While Cardinals’ offensive players, led by quarterback Kyler Murray, have flown under the radar with their workouts earlier this week in Dallas, Texas, others have flaunted them in the wake of the NFLPA suggesting private workouts should be avoided.

The Tom Brady-led workouts in the Tampa area are a classic example where the new Buccaneers quarterback echoed the words of former President Franklin D. Roosevelt, who famously said the “only thing we have to fear, is fear itself.” Seattle Seahawks quarterback Russell Wilson also published photos of workouts.

Those close to the over 120,000 people that have lost their lives to COVID-19 might argue with that sentiment, but be that is it may, all the NFL and NFLPA can do is hope everyone makes smart decisions.

Following a virtual meeting between league owners Thursday, NFL medical director Allen Sills had this to say when asked about Brady and the Bucs: 

“This is, again, a place where the NFLPA and the NFL are in the same exact place, which is we want whatever makes the safest possible environment for all of our constituents, whether they be players, coaches, trainers, medical staff, anyone in that team environment.

“So we’re going to work very hard together to educate everyone about the steps that we feel collectively are going to be most effective at reducing risk for everyone. Again, this is all about risk reduction to try to mitigate risk. We know that we can’t eliminate risk.”

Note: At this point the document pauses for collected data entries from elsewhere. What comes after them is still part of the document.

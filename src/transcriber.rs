use std::path::Path;
use tracing::info;
use transcribe_rs::{
    TranscriptionEngine,
    engines::parakeet::{ParakeetEngine, ParakeetModelParams},
};

use crate::error::ListenError;

pub struct Transcriber {
    engine: ParakeetEngine,
}

impl Transcriber {
    pub fn new(model_path: impl AsRef<Path>) -> Result<Self, ListenError> {
        let mut engine = ParakeetEngine::new();
        info!(path = %model_path.as_ref().display(), "loading speech model");

        engine
            .load_model_with_params(model_path.as_ref(), ParakeetModelParams::int8())
            .map_err(|e| ListenError::Unavailable(e.to_string()))?;
        info!("speech model loaded");
        Ok(Self { engine })
    }

    #[hotpath::measure]
    pub fn transcribe(&mut self, samples: &[f32]) -> Result<String, ListenError> {
        let result = self
            .engine
            .transcribe_samples(samples.to_vec(), None)
            .map_err(|e| ListenError::Unavailable(e.to_string()))?;
        Ok(result.text.trim().to_string())
    }
}
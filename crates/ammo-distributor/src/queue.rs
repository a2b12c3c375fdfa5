//! Bounded input queues that share one wake-up monitor.
//!
//! Producers block for at most the offer timeout when a queue is full, then
//! give up. Every successful offer signals the [`Monitor`] so the coordinator
//! wakes no matter which queue received work.

use std::{
  collections::VecDeque,
  sync::{Arc, Condvar, Mutex, MutexGuard, PoisonError},
  time::{Duration, Instant},
};

use crate::{Error, Result};

fn lock<T>(m: &Mutex<T>) -> MutexGuard<'_, T> { m.lock().unwrap_or_else(PoisonError::into_inner) }

// ─── Monitor ─────────────────────────────────────────────────────────────────

/// A latched signal: a notify that arrives before the wait is not lost.
#[derive(Debug, Default)]
pub struct Monitor {
  signaled: Mutex<bool>,
  cond:     Condvar,
}

impl Monitor {
  pub fn notify(&self) {
    *lock(&self.signaled) = true;
    self.cond.notify_all();
  }

  /// Wait until notified or `timeout` elapses, then clear the signal.
  /// Returns whether a signal was received.
  pub fn wait(&self, timeout: Duration) -> bool {
    let guard = lock(&self.signaled);
    let (mut guard, _) = self
      .cond
      .wait_timeout_while(guard, timeout, |signaled| !*signaled)
      .unwrap_or_else(PoisonError::into_inner);
    std::mem::replace(&mut *guard, false)
  }
}

// ─── BoundedQueue ────────────────────────────────────────────────────────────

#[derive(Debug)]
pub struct BoundedQueue<T> {
  name:     &'static str,
  capacity: usize,
  items:    Mutex<VecDeque<T>>,
  not_full: Condvar,
  monitor:  Arc<Monitor>,
}

impl<T> BoundedQueue<T> {
  pub fn new(name: &'static str, capacity: usize, monitor: Arc<Monitor>) -> Self {
    Self {
      name,
      capacity: capacity.max(1),
      items: Mutex::new(VecDeque::with_capacity(capacity)),
      not_full: Condvar::new(),
      monitor,
    }
  }

  pub fn name(&self) -> &'static str { self.name }

  /// Append `item`, waiting up to `timeout` for room.
  pub fn offer(&self, item: T, timeout: Duration) -> Result<()> {
    let deadline = Instant::now() + timeout;
    let mut items = lock(&self.items);
    while items.len() >= self.capacity {
      let left = deadline.saturating_duration_since(Instant::now());
      if left.is_zero() {
        tracing::error!(queue = self.name, capacity = self.capacity, "queue full, dropping");
        return Err(Error::QueueFull(self.name));
      }
      items = self
        .not_full
        .wait_timeout(items, left)
        .unwrap_or_else(PoisonError::into_inner)
        .0;
    }
    items.push_back(item);
    drop(items);
    self.monitor.notify();
    Ok(())
  }

  /// Take the oldest item without blocking.
  pub fn poll(&self) -> Option<T> {
    let item = lock(&self.items).pop_front();
    if item.is_some() {
      self.not_full.notify_one();
    }
    item
  }

  pub fn len(&self) -> usize { lock(&self.items).len() }

  pub fn is_empty(&self) -> bool { self.len() == 0 }
}

#[cfg(test)]
mod tests {
  use std::thread;

  use super::*;

  #[test]
  fn offer_times_out_when_full() {
    let q = BoundedQueue::new("test", 2, Arc::new(Monitor::default()));
    q.offer(1, Duration::ZERO).unwrap();
    q.offer(2, Duration::ZERO).unwrap();

    let err = q.offer(3, Duration::from_millis(20)).unwrap_err();
    assert!(matches!(err, Error::QueueFull("test")));
    assert_eq!(q.poll(), Some(1));
    assert_eq!(q.poll(), Some(2));
    assert_eq!(q.poll(), None);
  }

  #[test]
  fn blocked_offer_resumes_when_drained() {
    let q = Arc::new(BoundedQueue::new("test", 1, Arc::new(Monitor::default())));
    q.offer(1, Duration::ZERO).unwrap();

    let producer = {
      let q = Arc::clone(&q);
      thread::spawn(move || q.offer(2, Duration::from_secs(5)))
    };
    thread::sleep(Duration::from_millis(20));
    assert_eq!(q.poll(), Some(1));
    producer.join().unwrap().unwrap();
    assert_eq!(q.poll(), Some(2));
  }

  #[test]
  fn notify_before_wait_is_latched() {
    let monitor = Monitor::default();
    monitor.notify();
    assert!(monitor.wait(Duration::from_secs(5)));
    assert!(!monitor.wait(Duration::from_millis(10)));
  }

  #[test]
  fn offer_wakes_the_monitor() {
    let monitor = Arc::new(Monitor::default());
    let q = BoundedQueue::new("test", 4, Arc::clone(&monitor));
    q.offer("x", Duration::ZERO).unwrap();
    assert!(monitor.wait(Duration::from_secs(5)));
  }
}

Sills also said, without naming any players: 

“We will work very much hand in hand with the Players' Association because this, again, this is where everyone in that team environment is going to share the same risk. But they’ll also share the same responsibility to each other, which means that everyone is going to be dependent on each other member of that team environment for doing the very best that they can to implement these measures and to keep themselves and their household members as safe as possible throughout the course of the season.”

On Thursday the Pro Football Hall of Fame Game and enshrinement ceremony were postponed until 2021. The NFL is still targeting July 28 for the start of training camp, although there remains a strong possibility that the preseason schedule could be reduced to two games to provide a period of time after reporting for players to better prepare for padded practices and games and assess how virus protocols that are put in place are working.

“I think right now that we and the Players Association are both encouraging players and all team personnel — not just players, but coaches and everyone — to follow the best public health guidelines that we have so we’re in the same place there,” Sills said. “Obviously, the club personnel that we do have working at our club facilities are covered under the club protocols that we have in place there right now. So, for example, a number of coaches are back working in the facilities. But there are no players there, other than those who are continuing to receive medical treatment and rehab.”